What is required: Restate exactly the lines from the top of the listing below to the line containing "let pixel = comp.current_tree"; the remaining lines are not wanted.

Data:
+++

/// Hex-tiled sampling that hides texture repetition: UV on box 0, color on box 1.
fn compile_procedural(comp: &mut Compilation, node: &Node, out_box: &NodeBox) -> Value {
    let Some(texture) = resolve_texture(comp, node, out_box.id, 0, Some(1)) else {
        return Value::zero(out_box.ty);
    };
    let uv = comp
        .try_get_value(node, 0, comp.tex_coord())
        .cast(ValueType::Float2);
    let uv = comp.writer.write_local(ValueType::Float2, Some(&uv.expr), Some(node.id));
    let id = Some(node.id);

    let w = &mut comp.writer;
    let skew = w.write_local(
        ValueType::Float2,
        Some(&format!(
            "mul(float2x2(1.0, 0.0, -0.57735027, 1.15470054), {} * 3.46410162)",
            uv.expr
        )),
        id,
    );
    let base = w.write_local(ValueType::Float2, Some(&format!("floor({})", skew.expr)), id);
    let weights = w.write_local(ValueType::Float3, Some(&format!("float3(frac({}), 0)", skew.expr)), id);
    w.write("{0}.z = 1.0 - {0}.x - {0}.y;", &[&weights]);
    let v1 = w.write_local(ValueType::Float2, None, id);
    let v2 = w.write_local(ValueType::Float2, None, id);
    let v3 = w.write_local(ValueType::Float2, None, id);
    let args = [&weights, &base, &v1, &v2, &v3];
    w.write("if ({0}.z > 0)", &args);
    w.write("{", &args);
    w.push_indent();
    w.write("{0} = float3({0}.z, {0}.y, {0}.x);", &args);
    w.write("{2} = {1};", &args);
    w.write("{3} = {1} + float2(0, 1);", &args);
    w.write("{4} = {1} + float2(1, 0);", &args);
    w.pop_indent();
    w.write("}", &args);
    w.write("else", &args);
    w.write("{", &args);
    w.push_indent();
    w.write("{0} = float3(-{0}.z, 1.0 - {0}.y, 1.0 - {0}.x);", &args);
    w.write("{2} = {1} + float2(1, 1);", &args);
    w.write("{3} = {1} + float2(1, 0);", &args);
    w.write("{4} = {1} + float2(0, 1);", &args);
    w.pop_indent();
    w.write("}", &args);

    let pixel = comp.current_tree == ShaderTree::Pixel;
    let sampler = resolve_sampler(comp, node, out_box.id);
    let t = &texture.handle.expr;
    let tap = |v: &Value| {
        let offset = format!(
            "{} + frac(sin(mul(float2x2(127.1, 311.7, 269.5, 183.3), {})) * 43758.5453)",
            uv.expr, v.expr
        );
        if pixel {
            format!("{t}.SampleGrad({sampler}, {offset}, ddx({0}), ddy({0}))", uv.expr)
        } else {
            format!("{t}.SampleLevel({sampler}, {offset}, 0)")
        }
    };
    let expr = format!(
        "{0} * {3}.x + {1} * {3}.y + {2} * {3}.z",
        tap(&v1),
        tap(&v2),
        tap(&v3),
        weights.expr
    );
    let color = comp.writer.write_local(ValueType::Float4, Some(&expr), id);
    color.cast(out_box.ty)
}

/// Parallax occlusion mapping: UV 0, scale 1, offset UV out 2. Values: heightmap,
/// min steps, max steps, height channel.
fn compile_parallax(comp: &mut Compilation, node: &Node, out_box: &NodeBox) -> Value {
    let uv = comp
        .try_get_value(node, 0, comp.tex_coord())
        .cast(ValueType::Float2);
    if comp.current_tree != ShaderTree::Pixel {
        return uv;
    }
    let Some(texture) = resolve_texture(comp, node, out_box.id, 0, None) else {
        return uv;
    };
    let scale = comp.try_get_value(node, 1, Value::float(0.05)).cast(ValueType::Float);
    let min_steps = Value::float(node.value_f32(1, 8.0));
    let max_steps = Value::float(node.value_f32(2, 32.0));
    let channel = ["x", "y", "z", "w"][node.value_i32(3, 0).clamp(0, 3) as usize];
    let id = Some(node.id);
    let t = texture.handle.expr.clone();

    let w = &mut comp.writer;
    let view = w.write_local(
        ValueType::Float3,
        Some("normalize(TransformWorldVectorToTangent(input, ViewPos - input.WorldPosition))"),
        id,
    );
    let steps = w.write_local(
        ValueType::Float,
        Some(&format!(
            "lerp({}, {}, saturate({}.z))",
            max_steps.expr, min_steps.expr, view.expr
        )),
        id,
    );
    let step = w.write_local(ValueType::Float, Some(&format!("1.0 / {}", steps.expr)), id);
    let delta = w.write_local(
        ValueType::Float2,
        Some(&format!(
            "{0}.xy * {1} / (max({0}.z, 0.0001) * {2})",
            view.expr, scale.expr, steps.expr
        )),
        id,
    );
    let dx = w.write_local(ValueType::Float2, Some(&format!("ddx({})", uv.expr)), id);
    let dy = w.write_local(ValueType::Float2, Some(&format!("ddy({})", uv.expr)), id);
    let height_at = |at: &str| {
        format!(
            "(1.0 - {t}.SampleGrad(SamplerLinearWrap, {at}, {}, {}).{channel})",
            dx.expr, dy.expr
        )
    };
    let current = w.write_local(ValueType::Float2, Some(&uv.expr), id);
    let depth = w.write_local(ValueType::Float, None, id);
    let height = w.write_local(ValueType::Float, Some(&height_at(&current.expr)), id);
    let args = [&current, &delta, &depth, &step, &height];
    w.write("[loop]", &args);
    w.write("while ({2} < {4} && {2} < 1.0)", &args);
    w.write("{", &args);
    w.push_indent();
    w.write("{0} -= {1};", &args);
    w.write_line(&format!("{} = {};", height.expr, height_at(&current.expr)));
    w.write("{2} += {3};", &args);
    w.pop_indent();
    w.write("}", &args);
    let previous = w.write_local(
        ValueType::Float2,
        Some(&format!("{} + {}", current.expr, delta.expr)),
        id,
    );
    let after = w.write_local(
        ValueType::Float,
        Some(&format!("{} - {}", height.expr, depth.expr)),
        id,
    );
    let before = w.write_local(
        ValueType::Float,
        Some(&format!(
            "{} - {} + {}",
            height_at(&previous.expr),
            depth.expr,
            step.expr
        )),
        id,
    );
    let expr = format!(
        "lerp({}, {}, {} / min({} - {}, -0.0001))",
        current.expr, previous.expr, after.expr, after.expr, before.expr
    );
    let result = w.write_local(ValueType::Float2, Some(&expr), id);
    result.cast(out_box.ty)
}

+++

Response for this exercise:
/// Hex-tiled sampling that hides texture repetition: UV on box 0, color on box 1.
fn compile_procedural(comp: &mut Compilation, node: &Node, out_box: &NodeBox) -> Value {
    let Some(texture) = resolve_texture(comp, node, out_box.id, 0, Some(1)) else {
        return Value::zero(out_box.ty);
    };
    let uv = comp
        .try_get_value(node, 0, comp.tex_coord())
        .cast(ValueType::Float2);
    let uv = comp.writer.write_local(ValueType::Float2, Some(&uv.expr), Some(node.id));
    let id = Some(node.id);

    let w = &mut comp.writer;
    let skew = w.write_local(
        ValueType::Float2,
        Some(&format!(
            "mul(float2x2(1.0, 0.0, -0.57735027, 1.15470054), {} * 3.46410162)",
            uv.expr
        )),
        id,
    );
    let base = w.write_local(ValueType::Float2, Some(&format!("floor({})", skew.expr)), id);
    let weights = w.write_local(ValueType::Float3, Some(&format!("float3(frac({}), 0)", skew.expr)), id);
    w.write("{0}.z = 1.0 - {0}.x - {0}.y;", &[&weights]);
    let v1 = w.write_local(ValueType::Float2, None, id);
    let v2 = w.write_local(ValueType::Float2, None, id);
    let v3 = w.write_local(ValueType::Float2, None, id);
    let args = [&weights, &base, &v1, &v2, &v3];
    w.write("if ({0}.z > 0)", &args);
    w.write("{", &args);
    w.push_indent();
    w.write("{0} = float3({0}.z, {0}.y, {0}.x);", &args);
    w.write("{2} = {1};", &args);
    w.write("{3} = {1} + float2(0, 1);", &args);
    w.write("{4} = {1} + float2(1, 0);", &args);
    w.pop_indent();
    w.write("}", &args);
    w.write("else", &args);
    w.write("{", &args);
    w.push_indent();
    w.write("{0} = float3(-{0}.z, 1.0 - {0}.y, 1.0 - {0}.x);", &args);
    w.write("{2} = {1} + float2(1, 1);", &args);
    w.write("{3} = {1} + float2(1, 0);", &args);
    w.write("{4} = {1} + float2(0, 1);", &args);
    w.pop_indent();
    w.write("}", &args);

    let pixel = comp.current_tree == ShaderTree::Pixel;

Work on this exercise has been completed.